A new study from RCSI (Royal College of Surgeons in Ireland) and Trinity College Dublin, which examined the prevalence of potentially inappropriate prescribing (PIP) and prescribing omissions in older Irish adults, has found that 14% of people over the age of 65 has been prescribed at least one inappropriate form of medication in their lives and 30% have not been prescribed clinically indicated medications, at least once in their lives. The research was carried out by RCSI’s Department of General Practice, the Health Research Board (HRB) Centre for Primary Care Research and Trinity College Dublin, using data from The Irish Longitudinal Study on Ageing (TILDA), and was recently published in the European Journal of Clinical Pharmacology.
Potentially inappropriate prescribing in older adults is a term used for medications that should be generally avoided in this age group and where doses or frequencies of administration that should not be exceeded.
Speaking on the findings, lead researcher Dr Rose Galvin, RCSI Department of General Practice and Programme Leader at the HRB Centre for Primary Care Research, said, ‘These figures of potentially inappropriate prescribing and omissions in patient’s medication are worrying. We found that the most frequently inappropriate prescribed drugs were non-steroidal, anti-inflammatory medications which were dispensed to patients with moderate-severe hypertension; and aspirin dispensed to those with no history of coronary, cerebral, or peripheral vascular symptoms.
We also found that the most common prescribing omission were antidepressant drugs in the presence of patients with moderate to severe depressive symptoms that could last at least three months.’
The research revealed a direct correlation between both PIP and prescribing omission with polypharmacy, or the use of multiple medications by a single patient. The researchers concluded that the application of a screening tool to assist prescribing decisions can reduce unnecessary medication, related adverse events, healthcare utilisation and cost.
Dr Galvin went on to say, ‘It is clear that doctors and pharmacists who dispense these medications to patients must be extra-vigilant when dispensing and prescribing medicines to their patients. Better efforts should be directed to place particular focus on appropriateness of medication issued to patients both with respect to under and over-prescribing.’

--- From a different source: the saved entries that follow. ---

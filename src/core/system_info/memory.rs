use crate::core::system_info::types::Usage;
use sysinfo::{MemoryRefreshKind, RefreshKind, System};

pub fn collect() -> Usage {
    let refresh = RefreshKind::nothing().with_memory(MemoryRefreshKind::nothing().with_ram());
    let sys = System::new_with_specifics(refresh);

    Usage::new(sys.used_memory(), sys.total_memory())
}
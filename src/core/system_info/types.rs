use std::net::IpAddr;
use std::time::Duration;

/// Bytes in one gibibyte
pub const GIB: f64 = 1024.0 * 1024.0 * 1024.0;

/// Operating system identity as shown to the user
#[derive(Debug, Clone, PartialEq, Eq)]
pub struct OsIdentity {
    /// Text shown in the OS row, e.g. "Arch Linux" or "macOS 14.5"
    pub display_name: String,
    /// Key used for icon lookup: the pretty name, "macOS" or "Windows"
    pub icon_key: String,
}

/// The current user and the machine they are logged into
#[derive(Debug, Clone, PartialEq, Eq)]
pub struct UserHost {
    pub username: String,
    pub hostname: String,
}

impl UserHost {
    pub fn display(&self) -> String {
        format!("{}@{}", self.username, self.hostname)
    }
}

#[derive(Debug, Clone, PartialEq)]
pub struct CpuSample {
    pub brand: String,
    pub usage_percent: f64,
}

/// One reading from a hardware temperature sensor
#[derive(Debug, Clone, PartialEq)]
pub struct SensorReading {
    /// Driver or chip name, e.g. "coretemp" or "k10temp"
    pub chip: String,
    pub label: String,
    pub celsius: f64,
}

#[derive(Debug, Clone, Copy, PartialEq)]
pub struct BatteryStatus {
    /// Charge, 0-100
    pub percent: f64,
    pub plugged: bool,
}

impl BatteryStatus {
    /// Whole percent; ties go to the even neighbour (76.5 -> 76)
    pub fn rounded_percent(&self) -> i64 {
        self.percent.round_ties_even() as i64
    }
}

/// Used and total capacity of memory or a storage volume, in bytes
#[derive(Debug, Clone, Copy, PartialEq, Eq, Default)]
pub struct Usage {
    pub used_bytes: u64,
    pub total_bytes: u64,
}

impl Usage {
    pub fn new(used_bytes: u64, total_bytes: u64) -> Self {
        Self {
            used_bytes,
            total_bytes,
        }
    }

    pub fn used_gib(&self) -> f64 {
        self.used_bytes as f64 / GIB
    }

    pub fn total_gib(&self) -> f64 {
        self.total_bytes as f64 / GIB
    }

    pub fn percent(&self) -> f64 {
        if self.total_bytes > 0 {
            (self.used_bytes as f64 / self.total_bytes as f64) * 100.0
        } else {
            0.0
        }
    }
}

/// Options chosen on the command line
#[derive(Debug, Clone, Copy, Default, PartialEq, Eq)]
pub struct FetchOptions {
    pub show_private_ip: bool,
    pub show_public_ip: bool,
}

/// Every metric gathered during one run.
///
/// Optional fields are `None` when the host does not expose the fact; such
/// facts never produce a row.
#[derive(Debug, Clone, PartialEq)]
pub struct FetchSnapshot {
    pub os: OsIdentity,
    pub user: UserHost,
    pub uptime: Duration,
    pub session: Option<String>,
    pub cpu: CpuSample,
    pub cpu_temperature: Option<f64>,
    pub battery: Option<BatteryStatus>,
    pub memory: Usage,
    pub disk: Option<Usage>,
    pub private_ip: Option<IpAddr>,
    pub public_ip: Option<String>,
}
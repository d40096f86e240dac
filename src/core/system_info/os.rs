use crate::core::system_info::types::OsIdentity;
use crate::error::{FetchError, Result};
use std::fs;
use std::path::Path;

/// Files consulted for the freedesktop os-release descriptor, in order
pub const OS_RELEASE_PATHS: [&str; 2] = ["/etc/os-release", "/usr/lib/os-release"];

pub fn collect() -> Result<OsIdentity> {
    #[cfg(target_os = "macos")]
    {
        let version = sysinfo::System::os_version()
            .ok_or_else(|| FetchError::os_identity("macOS version is unavailable"))?;
        Ok(macos(&version))
    }

    #[cfg(windows)]
    {
        let version = sysinfo::System::os_version()
            .ok_or_else(|| FetchError::os_identity("Windows version is unavailable"))?;
        Ok(windows(&version))
    }

    #[cfg(not(any(target_os = "macos", windows)))]
    {
        let name = read_pretty_name(&OS_RELEASE_PATHS)?;
        Ok(from_pretty_name(name))
    }
}

pub fn macos(version: &str) -> OsIdentity {
    OsIdentity {
        display_name: format!("macOS {}", version),
        icon_key: "macOS".to_string(),
    }
}

pub fn windows(version: &str) -> OsIdentity {
    OsIdentity {
        display_name: format!("Windows {}", version),
        icon_key: "Windows".to_string(),
    }
}

pub fn from_pretty_name(name: String) -> OsIdentity {
    OsIdentity {
        icon_key: name.clone(),
        display_name: name,
    }
}

/// Reads `PRETTY_NAME` from the first candidate file that has one
pub fn read_pretty_name<P: AsRef<Path>>(candidates: &[P]) -> Result<String> {
    for path in candidates {
        let path = path.as_ref();
        match fs::read_to_string(path) {
            Ok(content) => {
                if let Some(name) = parse_pretty_name(&content) {
                    return Ok(name);
                }
                log::debug!("{} has no PRETTY_NAME", path.display());
            }
            Err(e) => log::debug!("Cannot read {}: {}", path.display(), e),
        }
    }

    Err(FetchError::os_identity(
        "no os-release file with a PRETTY_NAME entry was found",
    ))
}

/// Extracts the `PRETTY_NAME` value from os-release content
pub fn parse_pretty_name(content: &str) -> Option<String> {
    content
        .lines()
        .map(str::trim)
        .filter(|line| !line.starts_with('#'))
        .filter_map(|line| line.split_once('='))
        .filter(|(key, _)| key.trim() == "PRETTY_NAME")
        .map(|(_, value)| unquote(value.trim()))
        .find(|value| !value.is_empty())
}

fn unquote(value: &str) -> String {
    let stripped = ['"', '\'']
        .iter()
        .find_map(|&q| value.strip_prefix(q).and_then(|v| v.strip_suffix(q)));

    match stripped {
        Some(inner) => inner.replace("\\\"", "\"").replace("\\\\", "\\"),
        None => value.to_string(),
    }
}
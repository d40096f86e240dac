use crate::core::system_info::types::BatteryStatus;
use crate::error::Result;
use ::battery::units::ratio::percent;
use ::battery::{Manager, State};

/// Status of the first battery, or `None` on hardware without one
pub fn collect() -> Result<Option<BatteryStatus>> {
    let manager = Manager::new()?;
    let mut batteries = manager.batteries()?;

    match batteries.next() {
        Some(battery) => {
            let battery = battery?;
            Ok(Some(BatteryStatus {
                percent: f64::from(battery.state_of_charge().get::<percent>()),
                plugged: is_plugged(battery.state()),
            }))
        }
        None => Ok(None),
    }
}

/// A battery that is charging or already full is on external power
pub fn is_plugged(state: State) -> bool {
    matches!(state, State::Charging | State::Full)
}
// Core fetch logic module

pub mod aggregator;
pub mod severity;
pub mod system_info;

// Re-export commonly used items
pub use aggregator::{aggregate, build_display_list};
pub use severity::{classify_temperature, classify_usage, Severity};
pub use system_info::{FetchOptions, FetchSnapshot, HostProvider, MetricsProvider};
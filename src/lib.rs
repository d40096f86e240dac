// richfetch Library - Public API

// Re-export error types
pub mod error;
pub use error::{FetchError, Result};

// Module declarations
pub mod commands;
pub mod core;
pub mod ui;
pub mod utils;

// Re-export commonly used types
pub use crate::core::system_info::{FetchOptions, HostProvider, MetricsProvider};

// Initialize logging; RUST_LOG overrides the default `warn` level
pub fn init_logging() {
    env_logger::Builder::from_env(env_logger::Env::default().default_filter_or("warn")).init();
}
pub mod icons;

pub use icons::{resolve_os_icon, Glyph};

Dr Graham Love, Chief Executive of the Health Research Board commented, ‘This is a practical demonstration of the contribution that research can make to improving patient care. Hand in hand with improved patient care, research can also contribute to lower costs both through appropriate prescribing in the first instance, and subsequently not having to deal with knock on or side effects of the inappropriate prescribing’.
RCSI is a not-for-profit health sciences institute which focuses on education and research to drive positive change in all areas of human health worldwide. RCSI is headquartered in Dublin and is a recognised College of the National University of Ireland. In 2010, RCSI was granted independent degree awarding status by the State, which enables the College to award degrees alongside its traditional powers to award licentiates.
- Journal Reference: Eur J Clin Pharmacol. 2014 May; 70(5):599-606. doi: 10.1007/s00228-014-1651-8. Epub 2014 Feb 4 (http://www.ncbi.nlm.nih.gov/pubmed/24493365)
- A total of 3,507 people in Ireland aged 65 years or more, were identified from the TILDA (The Irish LongituDinal Study on Ageing) database. TILDA is a nationally representative cohort study of people aged 50 years and over and resident in Ireland, charting their health, social and economic circumstances over a 10 year period.